Lc 20, 27-38
- Maestro, Moisés nos dejó escrito: Si a
uno se le muere su hermano, dejando mujer, pero sin hijos, cásese con la viuda
y dé descendencia a su hermano. Pues bien, había siete hermanos: el primero se
casó y murió sin hijos. Y el segundo y el tercero se casaron con ella, y así
los siete murieron sin dejar hijos. Por último, murió la mujer. Cuando llegue
la resurrección, ¿de cuál de ellos será la mujer? Porque los siete han estado
casados con ella.
Jesús les contestó:
- En esta vida, hombres y mujeres se
casan; pero los que sean juzgados dignos de la vida futura y de la resurrección
de entre los muertos no se casarán. Pues ya no pueden morir, son como ángeles;
son hijos de Dios, porque participan en la resurrección. Y que resucitan los
muertos, el mismo Moisés lo indica en el episodio de la zarza, cuando llama al
Señor «Dios de Abrahán, Dios de Isaac, Dios de Jacob». No es Dios de muertos,
sino de vivos; porque para él todos están vivos.
COMENTARIO:
San Lucas nos sugiere que de lo que se
trata es de ser juzgados dignos de la resurrección de entre los muertos al
final de nuestros días. Aquellos buenos cristianos de entonces no parece que
pusieran en duda la resurrección de entre los muertos, pero sí estaban
desorientados sobre el camino para alcanzarla.
Hoy tal vez tengamos el mismo o parecido
problema en nuestros días, aunque seguramente más acusado. La preocupación por
el final no nos abruma: ¡Hay tantas cosas que nos lo mantienen a distancia! ¡En
Europa, vivimos tan a gusto en nuestro mundo de bienestar! El problema del más
allá, de la resurrección no nos preocupa de modo inmediato, ni siquiera a medio
plazo.
Entre quienes seguimos plateándonos el
tema de la resurrección y cuál ha de ser nuestro proyecto de vida encaminado a
su consecución, sí que es importante adentrarse en el texto evangélico de san
Lucas y plantearnos cuál es lo más importante en la vida, cuál ha de ser tomado
como secundario, y qué no debe preocuparnos en absoluto.
Santa Teresa en su poema de amor místico
nos da unas pistas.

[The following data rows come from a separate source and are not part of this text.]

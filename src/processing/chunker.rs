//! Shallow noun-phrase chunking

use std::collections::HashSet;
use unicode_segmentation::UnicodeSegmentation;

/// A noun-phrase span and its grammatical head token
#[derive(Debug, Clone, PartialEq, Eq)]
pub struct NounChunk {
    pub text: String,
    pub head: String,
}

impl NounChunk {
    pub fn new(text: impl Into<String>, head: impl Into<String>) -> Self {
        Self {
            text: text.into(),
            head: head.into(),
        }
    }

    pub fn word_count(&self) -> usize {
        self.text.split_whitespace().count()
    }
}

/// Produces noun-phrase spans in left-to-right document order.
///
/// Implementations are built once and shared across analyses, so they must
/// not keep per-call state.
pub trait NounPhraseChunker: Send + Sync {
    fn noun_chunks(&self, text: &str) -> Vec<NounChunk>;
}

#[derive(Debug, Clone, Copy, PartialEq, Eq)]
enum TokenClass {
    Determiner,
    Pronoun,
    Function,
    Content,
}

/// Rule-based chunker over Unicode word boundaries.
///
/// A phrase is an optional run of determiners or numerals followed by content
/// words; the last content word is the head. Function words, punctuation and
/// line breaks close the current phrase. Personal pronouns are emitted as
/// single-word chunks. Hyphenated compounds stay one word.
pub struct HeuristicChunker {
    determiners: HashSet<&'static str>,
    pronouns: HashSet<&'static str>,
    function_words: HashSet<&'static str>,
    suffix_nouns: HashSet<&'static str>,
}

impl Default for HeuristicChunker {
    fn default() -> Self {
        Self::new()
    }
}

impl HeuristicChunker {
    pub fn new() -> Self {
        Self {
            determiners: DETERMINERS.iter().copied().collect(),
            pronouns: PRONOUNS.iter().copied().collect(),
            function_words: FUNCTION_WORDS.iter().copied().collect(),
            suffix_nouns: SUFFIX_NOUNS.iter().copied().collect(),
        }
    }

    fn classify(&self, word: &str) -> TokenClass {
        if self.determiners.contains(word) || !word.chars().any(char::is_alphabetic) {
            TokenClass::Determiner
        } else if self.pronouns.contains(word) {
            TokenClass::Pronoun
        } else if self.function_words.contains(word) || self.looks_like_verb_or_adverb(word) {
            TokenClass::Function
        } else {
            TokenClass::Content
        }
    }

    /// Past-tense verbs ("developed") and adverbs ("quickly"), apart from
    /// common nouns with the same endings ("supply", "speed")
    fn looks_like_verb_or_adverb(&self, word: &str) -> bool {
        let long_enough = word.chars().count() > 4;
        long_enough
            && (word.ends_with("ed") || word.ends_with("ly"))
            && !self.suffix_nouns.contains(word)
    }
}

#[derive(Default)]
struct PhraseBuilder {
    words: Vec<String>,
    head: Option<usize>,
    glue_next: bool,
}

impl PhraseBuilder {
    fn has_content(&self) -> bool {
        self.head.is_some()
    }

    fn push_modifier(&mut self, word: String) {
        self.words.push(word);
    }

    fn push_content(&mut self, word: String) {
        self.words.push(word);
        self.head = Some(self.words.len() - 1);
    }

    fn extend_last(&mut self, fragment: &str) {
        if let Some(last) = self.words.last_mut() {
            last.push('-');
            last.push_str(fragment);
        }
        self.glue_next = false;
    }

    fn flush_into(&mut self, chunks: &mut Vec<NounChunk>) {
        if let Some(head) = self.head {
            chunks.push(NounChunk::new(self.words.join(" "), self.words[head].clone()));
        }
        self.words.clear();
        self.head = None;
        self.glue_next = false;
    }
}

impl NounPhraseChunker for HeuristicChunker {
    fn noun_chunks(&self, text: &str) -> Vec<NounChunk> {
        let mut chunks = Vec::new();
        let mut phrase = PhraseBuilder::default();

        for token in text.split_word_bounds() {
            if token.chars().all(char::is_whitespace) {
                if phrase.glue_next || token.contains('\n') {
                    phrase.flush_into(&mut chunks);
                }
                continue;
            }

            if !token.chars().any(char::is_alphanumeric) {
                if token == "-" && phrase.has_content() && !phrase.glue_next {
                    phrase.glue_next = true;
                } else {
                    phrase.flush_into(&mut chunks);
                }
                continue;
            }

            let word = token.to_lowercase();
            if phrase.glue_next {
                phrase.extend_last(&word);
                continue;
            }

            match self.classify(&word) {
                TokenClass::Determiner => {
                    if phrase.has_content() {
                        phrase.flush_into(&mut chunks);
                    }
                    phrase.push_modifier(word);
                }
                TokenClass::Pronoun => {
                    phrase.flush_into(&mut chunks);
                    chunks.push(NounChunk::new(word.clone(), word));
                }
                TokenClass::Function => phrase.flush_into(&mut chunks),
                TokenClass::Content => phrase.push_content(word),
            }
        }

        phrase.flush_into(&mut chunks);
        chunks
    }
}

const DETERMINERS: &[&str] = &[
    "a", "an", "the", "this", "that", "these", "those", "my", "your", "his", "her",
    "its", "our", "their", "some", "any", "each", "every", "all", "no", "several",
    "many", "few", "both", "another", "such",
];

const PRONOUNS: &[&str] = &[
    "i", "me", "we", "us", "you", "he", "him", "she", "it", "they", "them", "myself",
    "ourselves", "yourself", "himself", "herself", "itself", "themselves", "mine",
    "ours", "yours", "hers", "theirs",
];

const FUNCTION_WORDS: &[&str] = &[
    // prepositions
    "about", "above", "across", "after", "against", "along", "among", "around", "as",
    "at", "before", "behind", "below", "beneath", "beside", "between", "beyond", "by",
    "despite", "down", "during", "except", "for", "from", "in", "inside", "into",
    "like", "near", "of", "off", "on", "onto", "out", "outside", "over", "per",
    "since", "through", "throughout", "to", "toward", "towards", "under", "until",
    "up", "upon", "via", "with", "within", "without",
    // conjunctions
    "and", "or", "but", "nor", "so", "yet", "because", "although", "though", "while",
    "whereas", "if", "unless", "than", "then", "whether",
    // auxiliaries and modals
    "am", "is", "are", "was", "were", "be", "been", "being", "have", "has", "had",
    "having", "do", "does", "did", "doing", "will", "would", "shall", "should", "can",
    "could", "may", "might", "must",
    // wh-words and adverbs
    "what", "which", "who", "whom", "whose", "when", "where", "why", "how", "not",
    "also", "very", "too", "just", "only", "well", "more", "most", "less", "least",
    "here", "there", "now", "again", "still", "always", "never", "often",
    // common resume verbs without a regular past-tense ending
    "built", "led", "ran", "made", "wrote", "won", "grew", "took", "gave", "began",
    "brought", "taught", "kept", "held", "sold", "met", "drove", "spent", "became",
    "lead", "leads", "leading", "build", "builds", "manage", "manages", "develop",
    "develops", "create", "creates", "implement", "implements", "improve",
    "improves", "maintain", "maintains", "collaborate", "collaborates", "deliver",
    "delivers", "drive", "drives", "own", "owns", "use", "uses", "using", "work",
    "works", "working",
];

/// Nouns ending in "ed" or "ly" that show up in resumes
const SUFFIX_NOUNS: &[&str] = &[
    "supply", "assembly", "family", "anomaly", "monopoly", "reply", "rally",
    "butterfly", "jelly", "belly", "italy", "speed", "hundred", "seabed", "breed",
    "creed", "greed",
];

Si leemos el poema con detenimiento podremos fácilmente
encontrarlas: nos ayudarán a orientar nuestra propia vida. Cuando nuestras
preocupaciones se centran en nosotros mismos, procurándonos todo lo necesario
para gozar de una vida confortable, excluyendo de nuestra cercanía a todo y a
todos los que puedan perturbar nuestra comodidad, entonces hemos escogido el
camino equivocado. Santa Teresa dice que hemos de salir de nosotros mismos, de
nuestro amor egocéntrico, para que el sitio pueda ocuparlo el amor de Dios, que
se proyecta siempre hacia fuera, consiste en dar sin pedir nada a cambio.
Cuando consigamos que este Amor ocupe el lugar del amor egocéntrico, nos será
fácil trazar un proyecto personal de vida que nos encamine hacia la
resurrección. En una palabra, solo así seremos, un día, juzgados dignos de la
resurrección de entre los muertos.
Finalmente nosotros rezamos el credo en
cada eucaristía y rezamos así, manifestando nuestra fe: «Creo en Dios, Padre
todopoderoso». Nosotros, a semejanza de Dios, también somos padres y damos todo
para que nuestros hijos gocen de una vida larga y feliz. Lo damos todo por su
bienestar, por su salud, para que no les falte de nada, privándonos nosotros de
casi todo. Pero nosotros no somos todopoderosos y por tanto nuestros hijos
también sufren y mueren, pero a Dios Padre todopoderoso no se le muere ninguno
de sus hijos. Nuestra fe en la vida eterna se proyecta en la esperanza confiada
en Dios, Padre todopoderoso.
Cuando ahora proclamemos nuestra fe
rezando el credo de la eucaristía, seamos conscientes de lo que afirmamos.